Like Mrs Bolger, I would like to acknowledge the prayerful support we have from so many in the community. It is a great encouragement to us in our job.
I can do no better than simply endorse all the Mrs Bolger has said. It was so obviously right and sensible. The crying shame of it is that so many do not understand that, and so deny to their children the joys of full family life.
Laurie O'Reilly, the Commissioner for Children, is leaving as his legacy to New Zealand, the project he has called "Fathers who Care: Partners in Parenting." The project is sponsored by the Save the Children Fund. It seeks to raise awareness of the importance of quality fathering and co-parenting of children. Because of course the absence of father from the family is a problem of major proportions in this country, as it is elsewhere. Only the other day, I was told of just one of the consequences: a great worry in a well-known school is the number of boys, with no father in the home, who beat up their mothers.

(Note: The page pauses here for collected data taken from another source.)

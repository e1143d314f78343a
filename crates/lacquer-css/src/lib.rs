//! Lacquer CSS - selector algebra and stylesheet generation.
//!
//! This crate turns resolved token values (from `lacquer-tokens`) into a
//! minimal, cascade-correct stylesheet of custom-property declarations:
//!
//! - Selector composition and specificity adjustment ([`selector`])
//! - Rule / stylesheet primitives with cascade-ancestor paths ([`stylesheet`])
//! - Single-theme rule generation ([`build`])
//! - Multi-theme composition with global-theme nesting ([`multi`])
//! - Minimal-diff transform removing inherited declarations ([`minimal`])
//!
//! Selectors are treated as opaque strings throughout; the crate composes
//! them, it never parses CSS.

pub mod build;
pub mod error;
pub mod minimal;
pub mod multi;
pub mod selector;
pub mod stylesheet;

pub use build::{build_single_theme, BuildOptions, Scope, ThemeRuleKeys};
pub use error::{CssError, Result};
pub use minimal::transform;
pub use multi::{build_multi_theme, MultiThemeEntry};
pub use selector::{
    increase_specificity, increase_specificity_gradually, is_global_selector, no_customization,
    selector_for, SelectorCustomizer, GLOBAL_SELECTORS,
};
pub use stylesheet::{Rule, Stylesheet};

There are great contrasts in our society, and one of the truly encouraging - no, inspiring - things I see day by day, is the number of people who devote themselves to helping broken or dysfunctional families, to picking up the pieces that are the products of those families, to showing not just in words but in action, those qualities of goodness, truth, honesty and love that are so essential to family life, and to the life of the nation.
I would like to think that in our continuing prayers, we will remember these people, as well as those for whom they labour so wonderfully.
I know from the great many letters I have received in recent weeks, that our words and thoughts today, about family life and family values, are widely shared, and express a widespread concern; a yearning in fact. So thank you all for coming and sharing this time together. Gatherings like this must affect the course the nation takes. As one of the Lessons so succinctly said, it is righteousness that exalts a nation.